CMS is finalizing provisions that limit the ability of MA plans to reopen and modify a previously approved inpatient hospital decision on the basis of information gathered after the approval. Under the final rule, MA plans will be able to reopen an approved hospital admission only due to error or fraud. In addition, CMS finalized several provisions to enhance beneficiary appeal rights and new reporting and notice requirements, including:
Ensuring that MA appeals rules apply to adverse plan decisions, regardless of whether the decision was made before, during, or after the receipt of such services
Codifying existing guidance that requires plans to give a provider notice of a coverage decision
Ensuring enrollees have a right to appeal MA plan coverage denials that affect their ongoing source of treatment
Non-Allowable Special Supplemental Benefits for the Chronically Ill
The final rule establishes guardrails for SSBCI benefits by codifying a list of non-allowable examples (e.g., unhealthy food, alcohol, tobacco, life insurance). CMS did not finalize proposals that were designed to improve administration of supplemental benefits and enhance transparency of the availability of such benefits.
Improving Care Experience for Dual Eligibles
CMS finalized new requirements for dual eligible special needs plans (D-SNPS) that are applicable integrated plans (AIPs) as follows:
D-SNPs will be required to have integrated member ID cards for their Medicare and Medicaid plans
D-SNPs will be required to conduct an integrated health risk assessment for Medicare and Medicaid, rather than separate ones for each program.
These provisions affecting certain D-SNPS plans will be effective for the 2027 plan year.

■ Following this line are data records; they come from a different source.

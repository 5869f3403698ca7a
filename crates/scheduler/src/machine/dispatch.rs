use std::time::Duration;

use tracing::{debug, error, info, warn};

use strads_core::ShardSpec;
use strads_wire::{Endpoint, Envelope, Message, PhaseMessage, ShardLoaded};

use super::SchedulerMachine;
use crate::command::{MakePhase, SamplingCommand};
use crate::error::SchedError;
use crate::ooc::load_initial;

/// Pause between polls when neither the link nor the threads have work.
const IDLE_BACKOFF: Duration = Duration::from_micros(50);

#[derive(Debug, PartialEq, Eq)]
pub(super) enum Flow {
    Continue,
    Stop,
}

impl<E: Endpoint> SchedulerMachine<E> {
    pub(super) fn serve(&mut self) -> Result<(), SchedError> {
        loop {
            if let Some(env) = self.link.try_recv()? {
                if self.handle(env)? == Flow::Stop {
                    return Ok(());
                }
                continue;
            }

            if self.ooc.poll()? {
                self.oocdone_pending = true;
            }

            if !self.forward_phase()? {
                self.check_threads()?;
                std::thread::sleep(IDLE_BACKOFF);
            }
        }
    }

    fn handle(&mut self, env: Envelope) -> Result<Flow, SchedError> {
        debug!(mid = self.ctx.mid, message = env.message.name(), "machine received");
        match env.message {
            Message::SchedStart { mid, params } => self.start_threads(mid, params, false)?,
            Message::SchedRestart { mid, params } => self.start_threads(mid, params, true)?,
            Message::WeightUpdate {
                mid,
                thrdgid,
                entries,
            } => {
                self.check_mid(mid)?;
                let lid = usize::try_from(thrdgid)
                    .ok()
                    .and_then(|gid| self.ctx.lid_of(gid))
                    .ok_or_else(|| {
                        SchedError::Protocol(format!(
                            "weight update for partition {thrdgid} on machine {}",
                            self.ctx.mid
                        ))
                    })?;
                self.threads[lid].send(SamplingCommand::WeightUpdate(entries))?;
            }
            Message::LoadShard(spec) => self.load_shard(spec)?,
            Message::OocLoad(cmd) => match self.ooc.request(&cmd) {
                Err(SchedError::LoadInFlight) => {
                    warn!(
                        mid = self.ctx.mid,
                        h_modulo = cmd.h_modulo,
                        "ooc load already in flight, request dropped"
                    );
                }
                other => other?,
            },
            Message::Shutdown => {
                info!(mid = self.ctx.mid, "shutdown received");
                return Ok(Flow::Stop);
            }
            other => {
                error!(mid = self.ctx.mid, message = other.name(), "unexpected message");
                return Err(SchedError::Protocol(format!(
                    "unexpected {} on scheduler machine {}",
                    other.name(),
                    self.ctx.mid
                )));
            }
        }
        Ok(Flow::Continue)
    }

    /// Load a data shard for this machine's columns and acknowledge it.
    fn load_shard(&mut self, spec: ShardSpec) -> Result<(), SchedError> {
        let shard = load_initial(&self.ctx, &spec)?;
        let loaded = ShardLoaded {
            mid: self.ctx.mid as i32,
            alias: spec.alias.clone(),
            nonzero: shard.nonzero(),
        };
        self.ctx.install_shard(shard);
        self.ooc.register(spec);
        self.link.send(Envelope::new(Message::ShardLoaded(loaded)))?;
        Ok(())
    }

    /// Forward one finished phase, polling every thread once starting at the
    /// round-robin cursor. Returns `false` when no thread had one.
    pub(super) fn forward_phase(&mut self) -> Result<bool, SchedError> {
        let n = self.threads.len();
        for _ in 0..n {
            let lid = self.rr % n;
            self.rr = (lid + 1) % n;
            if let Some(phase) = self.threads[lid].try_phase()? {
                self.send_phase(phase)?;
                return Ok(true);
            }
        }
        Ok(false)
    }

    fn send_phase(&mut self, phase: MakePhase) -> Result<(), SchedError> {
        let oocdone = std::mem::take(&mut self.oocdone_pending);
        let gid = phase.gid;
        let env = Envelope::new(Message::Phase(PhaseMessage {
            mid: self.ctx.mid as i32,
            thrdgid: gid as i32,
            task_ids: phase.task_ids,
        }))
        .with_partition(gid as u64)
        .with_oocdone(oocdone);
        self.link.send(env)?;
        Ok(())
    }

    /// Surface the error of a thread that stopped on its own.
    fn check_threads(&mut self) -> Result<(), SchedError> {
        for t in &mut self.threads {
            if t.is_finished() {
                let gid = t.gid();
                return match t.join() {
                    Err(e) => Err(e),
                    Ok(_) => Err(SchedError::Protocol(format!(
                        "scheduler thread {gid} stopped without shutdown"
                    ))),
                };
            }
        }
        Ok(())
    }
}
// SPDX-License-Identifier: Apache-2.0
// Copyright 2024-2026 GridMesh Systems

//! Error types for GridMesh PLM
//!
//! One unified error enum shared by all crates. All errors are no_std
//! compatible and carry no heap state. Message-verification failures that
//! RFC 4764 mandates be silently discarded are flagged through
//! [`Error::is_silent_discard`] so dispatch code never turns them into
//! protocol responses by accident.

use core::fmt;

/// Result type alias for GridMesh PLM operations
pub type Result<T> = core::result::Result<T, Error>;

/// Unified error type for GridMesh PLM
#[derive(Debug, Clone, Copy, PartialEq, Eq)]
#[non_exhaustive]
pub enum Error {
    // =========================================================================
    // Cryptographic errors (0x01xx)
    // =========================================================================
    /// Invalid key format or size
    InvalidKey,
    /// AEAD authentication failed (tag mismatch)
    AeadAuthFailed,
    /// MAC tag did not verify
    MacMismatch,
    /// Random number generator failure
    RngFailure,
    /// Key derivation failed
    KeyDerivationFailed,
    /// Unrecoverable primitive failure; escalates to a fatal application error
    CryptoFailure,

    // =========================================================================
    // Codec errors (0x02xx)
    // =========================================================================
    /// Message is truncated or structurally invalid
    MalformedMessage,
    /// Unknown envelope or message code
    UnknownMessageCode,
    /// Declared length does not match the buffer
    LengthMismatch,
    /// Unknown configuration-parameter attribute
    UnknownAttribute,

    // =========================================================================
    // Table errors (0x03xx)
    // =========================================================================
    /// Fixed-capacity table is full; no entry was created or disturbed
    TableFull,
    /// An entry for this address already exists
    DuplicateEntry,
    /// Requested entry not found
    NotFound,

    // =========================================================================
    // Protocol errors (0x04xx)
    // =========================================================================
    /// RFC-mandated silent discard: the offending message is dropped and the
    /// protocol entry stays in place
    ValidationFailed,
    /// Fatal mismatch for one device: a Decline is sent and its entry reset
    ProtocolMismatch,
    /// P-Channel nonce is zero or beyond the rollover bound
    NonceOutOfRange,
    /// Message arrived in a state that does not accept it
    UnexpectedMessage,
    /// Operation not valid in the current FSM state
    InvalidState,

    // =========================================================================
    // General errors (0xFFxx)
    // =========================================================================
    /// Buffer is too small for the operation
    BufferTooSmall,
    /// Invalid parameter provided
    InvalidParameter,
    /// Stage deadline elapsed
    Timeout,
    /// A kick or rekeying run is already in flight
    Busy,
    /// Internal error (should not occur)
    InternalError,
}

impl Error {
    /// Get the error code for this error
    ///
    /// Codes are grouped by subsystem:
    /// - 0x01xx: cryptographic errors
    /// - 0x02xx: codec errors
    /// - 0x03xx: table errors
    /// - 0x04xx: protocol errors
    /// - 0xFFxx: general errors
    #[must_use]
    pub const fn code(&self) -> u16 {
        match self {
            Self::InvalidKey => 0x0101,
            Self::AeadAuthFailed => 0x0102,
            Self::MacMismatch => 0x0103,
            Self::RngFailure => 0x0104,
            Self::KeyDerivationFailed => 0x0105,
            Self::CryptoFailure => 0x0106,

            Self::MalformedMessage => 0x0201,
            Self::UnknownMessageCode => 0x0202,
            Self::LengthMismatch => 0x0203,
            Self::UnknownAttribute => 0x0204,

            Self::TableFull => 0x0301,
            Self::DuplicateEntry => 0x0302,
            Self::NotFound => 0x0303,

            Self::ValidationFailed => 0x0401,
            Self::ProtocolMismatch => 0x0402,
            Self::NonceOutOfRange => 0x0403,
            Self::UnexpectedMessage => 0x0404,
            Self::InvalidState => 0x0405,

            Self::BufferTooSmall => 0xFF01,
            Self::InvalidParameter => 0xFF02,
            Self::Timeout => 0xFF03,
            Self::Busy => 0xFF04,
            Self::InternalError => 0xFFFF,
        }
    }

    /// Whether this failure class is handled by silently dropping the message
    ///
    /// Per RFC 4764, MAC and channel-authentication failures must not produce
    /// any response on the wire; the peer entry stays where it is.
    #[must_use]
    pub const fn is_silent_discard(&self) -> bool {
        matches!(
            self,
            Self::AeadAuthFailed
                | Self::MacMismatch
                | Self::ValidationFailed
                | Self::NonceOutOfRange
        )
    }

    /// Get a short description of the error
    #[must_use]
    pub const fn description(&self) -> &'static str {
        match self {
            Self::InvalidKey => "invalid key",
            Self::AeadAuthFailed => "AEAD authentication failed",
            Self::MacMismatch => "MAC mismatch",
            Self::RngFailure => "RNG failure",
            Self::KeyDerivationFailed => "key derivation failed",
            Self::CryptoFailure => "crypto primitive failure",
            Self::MalformedMessage => "malformed message",
            Self::UnknownMessageCode => "unknown message code",
            Self::LengthMismatch => "length mismatch",
            Self::UnknownAttribute => "unknown attribute",
            Self::TableFull => "table full",
            Self::DuplicateEntry => "duplicate entry",
            Self::NotFound => "not found",
            Self::ValidationFailed => "validation failed",
            Self::ProtocolMismatch => "protocol mismatch",
            Self::NonceOutOfRange => "nonce out of range",
            Self::UnexpectedMessage => "unexpected message",
            Self::InvalidState => "invalid state",
            Self::BufferTooSmall => "buffer too small",
            Self::InvalidParameter => "invalid parameter",
            Self::Timeout => "timeout",
            Self::Busy => "busy",
            Self::InternalError => "internal error",
        }
    }
}

impl fmt::Display for Error {
    fn fmt(&self, f: &mut fmt::Formatter<'_>) -> fmt::Result {
        write!(f, "[0x{:04X}] {}", self.code(), self.description())
    }
}

#[cfg(feature = "defmt")]
impl defmt::Format for Error {
    fn format(&self, f: defmt::Formatter) {
        defmt::write!(f, "[0x{:04X}] {}", self.code(), self.description());
    }
}

#[cfg(test)]
mod tests {
    use super::*;

    #[test]
    fn codes_are_grouped() {
        assert_eq!(Error::AeadAuthFailed.code() >> 8, 0x01);
        assert_eq!(Error::MalformedMessage.code() >> 8, 0x02);
        assert_eq!(Error::TableFull.code() >> 8, 0x03);
        assert_eq!(Error::ProtocolMismatch.code() >> 8, 0x04);
        assert_eq!(Error::Busy.code() >> 8, 0xFF);
    }

    #[test]
    fn silent_discard_classification() {
        assert!(Error::MacMismatch.is_silent_discard());
        assert!(Error::AeadAuthFailed.is_silent_discard());
        assert!(!Error::ProtocolMismatch.is_silent_discard());
        assert!(!Error::TableFull.is_silent_discard());
    }
}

Provisions Pertaining to the Medicare Part D Inflation Reduction Act
CMS is finalizing proposals to codify existing requirements related to key provisions of the Inflation Reduction Act, including no cost sharing for adult vaccines and capping monthly copayments for insulin at $35. In addition, CMS is codifying existing guidance related to the implementation of the Medicare Prescription Payment Plan, which is also part of the Inflation Reduction Act.
Key Proposals CMS Has Yet to Finalize
As noted earlier, CMS finalized a streamlined rule that excluded several regulatory changes identified in the November 2024 proposed rule. In addition to provisions related to coverage of anti-obesity medications, guardrails for AI, and mandatory analysis of the health equity impact of MA plans utilization management practices, the following proposals were not finalized. CMS notes that these proposals might be finalized in future rulemaking.
Expanding Medicare Part D Medication Therapy Management (MTM) eligibility criteria
Ensuring equitable access to behavioral health services by applying MA cost-sharing limits
Enhancing the Medicare Plan Finder to include information on plan provider directories
Promoting informed choice by enhancing CMS review of MA marketing and communication materials
Enhancing rules on MA plans’ use of internal coverage criteria
Key Considerations
The policies finalized in the CY 2026 Rate Announcement are projected to increase average Part C payments to MA plans by 5.06 percent in CY 2026—a significant uptick from the payment updates originally proposed in the CY 2026 Advance Notice. Nonetheless, the final rate increase will have varying effects across MA plans, with some experiencing larger or smaller impacts in CY 2026. MA plans should assess these outcomes as they prepare their bid submissions for 2026.
According to the CY 2026 Rate Announcement, CMS expects that the 5.06 percent increase will provide continued stability for the MA program and its beneficiaries while ensuring accurate and appropriate payments to Medicare Advantage organizations.
In the CY 2026 MA and Part D Final Rule, CMS adopted a significantly scaled-back final rule, which omitted some of the more far-reaching proposals for MA and Part D that were originally proposed in November 2024. CMS, however, could potentially revisit and finalize some of these proposals in future rulemaking. Moreover, new regulatory requirements that enhance enrollee protections in inpatient care settings and improving the care experience for dual eligibles signal CMS’s continued interest in improving program oversight and enhancing consumer protections for MA beneficiaries.
Connect With Us
MA stakeholders need to undertake scenario planning and be prepared to adapt to a rapidly evolving federal policy environment. From modeling and impact assessments of specific policy changes to strategy development and implementation, HMA is home to experts with diverse skill sets. Our team can help stakeholders assess and prepare for potential changes to prior authorization, looking holistically at their organization’s operations, patient care models, and reimbursement strategies. Our team also provides detailed modeling and assessments to ensure health plans are prepared for changes in risk adjustment and coding policies, supplemental benefits, and other key issues affecting capitation payment, bids, and care delivery models.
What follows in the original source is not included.